Objectives: This study aims to assess the association between sertraline use and metabolic disorders, particularly type 2 diabetes mellitus (T2DM). Aim 1 is to determine whether extended sertraline use increases the risk of metabolic disorders and to identify the most affected disorder using FAERS data. Aim 2 is to assess the causal relationship between sertraline and major metabolic disorder subtypes at the genetic level.
Methods: This study integrates pharmacovigilance analysis and MR to investigate the association between sertraline use and T2DM. We analyzed FAERS data using chi-square tests, proportional reporting ratios (PRR), reporting odds ratios (ROR), and relative reporting ratios (RRR).
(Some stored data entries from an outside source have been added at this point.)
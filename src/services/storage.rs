use async_trait::async_trait;
use s3::creds::Credentials;
use s3::{Bucket, Region};

/// Durable blob storage for generated images.
#[async_trait]
pub trait BlobStore: Send + Sync {
    /// Upload bytes and return their public URL.
    async fn upload(&self, key: &str, data: &[u8], content_type: &str)
        -> Result<String, StorageError>;

    async fn download(&self, key: &str) -> Result<Vec<u8>, StorageError>;
}

/// Client for Cloudflare R2 object storage (S3-compatible).
pub struct R2Client {
    bucket: Box<Bucket>,
    public_base_url: String,
}

impl R2Client {
    pub fn new(
        bucket_name: &str,
        endpoint: &str,
        access_key: &str,
        secret_key: &str,
        public_base_url: &str,
    ) -> Result<Self, StorageError> {
        let region = Region::Custom {
            region: "auto".to_string(),
            endpoint: endpoint.to_string(),
        };

        let credentials =
            Credentials::new(Some(access_key), Some(secret_key), None, None, None)
                .map_err(|e| StorageError::Config(e.to_string()))?;

        let bucket = Bucket::new(bucket_name, region, credentials)
            .map_err(|e| StorageError::Config(e.to_string()))?;

        Ok(Self {
            bucket,
            public_base_url: public_base_url.trim_end_matches('/').to_string(),
        })
    }

    pub fn public_url(&self, key: &str) -> String {
        public_url(&self.public_base_url, key)
    }

    /// Delete an object from R2.
    pub async fn delete(&self, key: &str) -> Result<(), StorageError> {
        self.bucket.delete_object(key).await.map_err(StorageError::S3)?;
        Ok(())
    }
}

pub fn public_url(base_url: &str, key: &str) -> String {
    format!("{}/{}", base_url.trim_end_matches('/'), key.trim_start_matches('/'))
}

#[async_trait]
impl BlobStore for R2Client {
    async fn upload(
        &self,
        key: &str,
        data: &[u8],
        content_type: &str,
    ) -> Result<String, StorageError> {
        let response = self
            .bucket
            .put_object_with_content_type(key, data, content_type)
            .await
            .map_err(StorageError::S3)?;

        let status = response.status_code();
        if !(200..300).contains(&status) {
            return Err(StorageError::Status(status));
        }

        Ok(self.public_url(key))
    }

    async fn download(&self, key: &str) -> Result<Vec<u8>, StorageError> {
        let response = self.bucket.get_object(key).await.map_err(StorageError::S3)?;

        let status = response.status_code();
        if !(200..300).contains(&status) {
            return Err(StorageError::Status(status));
        }

        Ok(response.bytes().to_vec())
    }
}

#[derive(Debug, thiserror::Error)]
pub enum StorageError {
    #[error("S3 operation failed: {0}")]
    S3(#[from] s3::error::S3Error),

    #[error("Storage returned HTTP {0}")]
    Status(u16),

    #[error("Storage configuration error: {0}")]
    Config(String),
}

#[cfg(test)]
mod tests {
    use super::*;

    #[test]
    fn test_public_url_joins_cleanly() {
        assert_eq!(
            public_url("https://cdn.example.com/", "/posts/a/slot-1.png"),
            "https://cdn.example.com/posts/a/slot-1.png"
        );
        assert_eq!(
            public_url("https://cdn.example.com", "posts/a/slot-1.png"),
            "https://cdn.example.com/posts/a/slot-1.png"
        );
    }
}
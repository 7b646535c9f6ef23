use std::time::Duration;

use async_trait::async_trait;
use reqwest::header::CONTENT_TYPE;
use reqwest::Client;
use serde::Deserialize;

const API_BASE: &str = "https://api.cloudflare.com/client/v4/accounts";

/// Text in, text out.
#[async_trait]
pub trait TextGenerator: Send + Sync {
    async fn complete(&self, system: &str, prompt: &str) -> Result<String, AiError>;
}

/// Prompt (plus optional seed image) in, raster payload out.
#[async_trait]
pub trait ImageGenerator: Send + Sync {
    async fn generate(&self, request: &ImageRequest) -> Result<ImagePayload, AiError>;
}

#[derive(Debug, Clone)]
pub struct ImageRequest {
    pub slot_index: i32,
    pub prompt: String,
    pub reference_image: Option<Vec<u8>>,
}

/// Raw image as returned by the model, before decoding.
#[derive(Debug, Clone)]
pub enum ImagePayload {
    Base64(String),
    Binary(Vec<u8>),
}

/// Model names used by the Workers AI client.
#[derive(Debug, Clone)]
pub struct WorkersAiModels {
    pub text: String,
    pub image: String,
    pub img2img: String,
}

/// Client for Cloudflare Workers AI text and image models.
pub struct WorkersAiClient {
    http: Client,
    account_id: String,
    api_token: String,
    models: WorkersAiModels,
}

#[derive(Deserialize)]
struct TextResponse {
    result: TextResult,
    #[serde(default = "default_success")]
    success: bool,
}

#[derive(Deserialize)]
struct TextResult {
    response: String,
}

#[derive(Deserialize)]
struct ImageJsonResponse {
    result: ImageJsonResult,
}

#[derive(Deserialize)]
struct ImageJsonResult {
    image: String,
}

fn default_success() -> bool {
    true
}

impl WorkersAiClient {
    /// `request_timeout` is a transport-level ceiling; the pipeline applies its own per-call deadlines on top.
    pub fn new(
        account_id: &str,
        api_token: &str,
        models: WorkersAiModels,
        request_timeout: Duration,
    ) -> Result<Self, AiError> {
        let http = Client::builder()
            .user_agent(concat!("social-post-gen/", env!("CARGO_PKG_VERSION")))
            .timeout(request_timeout)
            .build()?;

        Ok(Self {
            http,
            account_id: account_id.to_string(),
            api_token: api_token.to_string(),
            models,
        })
    }

    fn model_url(&self, model: &str) -> String {
        format!("{}/{}/ai/run/{}", API_BASE, self.account_id, model)
    }
}

#[async_trait]
impl TextGenerator for WorkersAiClient {
    async fn complete(&self, system: &str, prompt: &str) -> Result<String, AiError> {
        let request_body = serde_json::json!({
            "messages": [
                { "role": "system", "content": system },
                { "role": "user", "content": prompt }
            ],
            "max_tokens": 2048
        });

        let response = self
            .http
            .post(self.model_url(&self.models.text))
            .bearer_auth(&self.api_token)
            .json(&request_body)
            .send()
            .await?
            .error_for_status()?;

        let body: TextResponse = response.json().await?;
        if !body.success {
            return Err(AiError::Rejected(format!(
                "text model {} reported failure",
                self.models.text
            )));
        }

        Ok(body.result.response)
    }
}

#[async_trait]
impl ImageGenerator for WorkersAiClient {
    async fn generate(&self, request: &ImageRequest) -> Result<ImagePayload, AiError> {
        let (model, request_body) = match &request.reference_image {
            Some(seed) => (
                &self.models.img2img,
                serde_json::json!({
                    "prompt": request.prompt,
                    "image": seed,
                    "strength": 0.6
                }),
            ),
            None => (
                &self.models.image,
                serde_json::json!({
                    "prompt": request.prompt,
                    "steps": 4
                }),
            ),
        };

        let response = self
            .http
            .post(self.model_url(model))
            .bearer_auth(&self.api_token)
            .json(&request_body)
            .send()
            .await?
            .error_for_status()?;

        // Some models answer with JSON carrying base64, others stream the PNG bytes.
        let is_json = response
            .headers()
            .get(CONTENT_TYPE)
            .and_then(|v| v.to_str().ok())
            .is_some_and(|ct| ct.starts_with("application/json"));

        if is_json {
            let body: ImageJsonResponse = response.json().await?;
            Ok(ImagePayload::Base64(body.result.image))
        } else {
            let bytes = response.bytes().await?;
            Ok(ImagePayload::Binary(bytes.to_vec()))
        }
    }
}

#[derive(Debug, thiserror::Error)]
pub enum AiError {
    #[error("HTTP request failed: {0}")]
    Http(#[from] reqwest::Error),

    #[error("Model rejected request: {0}")]
    Rejected(String),
}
A PRR > 2, an ROR > 2, and an RRR > 2 indicate a significant signal. A chi-square value (χ²) > 3.84 with n > 1 also suggests a significant association. To infer causality, we performed an MR analysis using GWAS data from European populations. We examined SNPs near the sertraline target gene (SLC29A4) and estimated causal effects with the inverse-variance weighted (IVW) method.
Results: The aim 1, pharmacovigilance analysis of FAERS data filtered 653 T2DM cases associated with sertraline use, showing a significant risk signal (χ² = 1417.154, PRR = 3.999, 95% CI: 3.700–4.323; ROR = 4.016, 95% CI: 3.714–4.343; RRR = 3.896, 95% CI: 3.604–4.211). Other significant associations included hepatic steatosis (n = 269, PRR = 3.370, 95% CI: 2.985–3.804) and circulatory collapse (n = 181, PRR = 2.186, 95% CI: 1.887–2.533). No increased risk was observed for cardiovascular disorders or lipid metabolism disorders (PRR < 1, ROR < 1). In the aim2, MR analysis of SLC29A4 suggested a potential genetic mechanism (OR = 1.1566, 95% CI: 1.0012–1.3360, P = 0.048).
Conclusions: Aim 1 provides strong evidence that sertraline use increases the risk of metabolic disorders, with T2DM emerging as the primary outcome. Mendelian Randomization in aim 2 supports a potential causal relationship between sertraline and T2DM at the genetic level. Given the widespread use of sertraline, clinicians should monitor glucose levels in long-term users, especially those at risk for T2DM. Future research should focus on mechanistic studies, prospective cohorts, and RCTs to confirm these findings and identify high-risk populations. Expanding genetic analyses may enable personalized risk assessment. These findings highlight the need for greater clinical awareness and metabolic monitoring in sertraline users.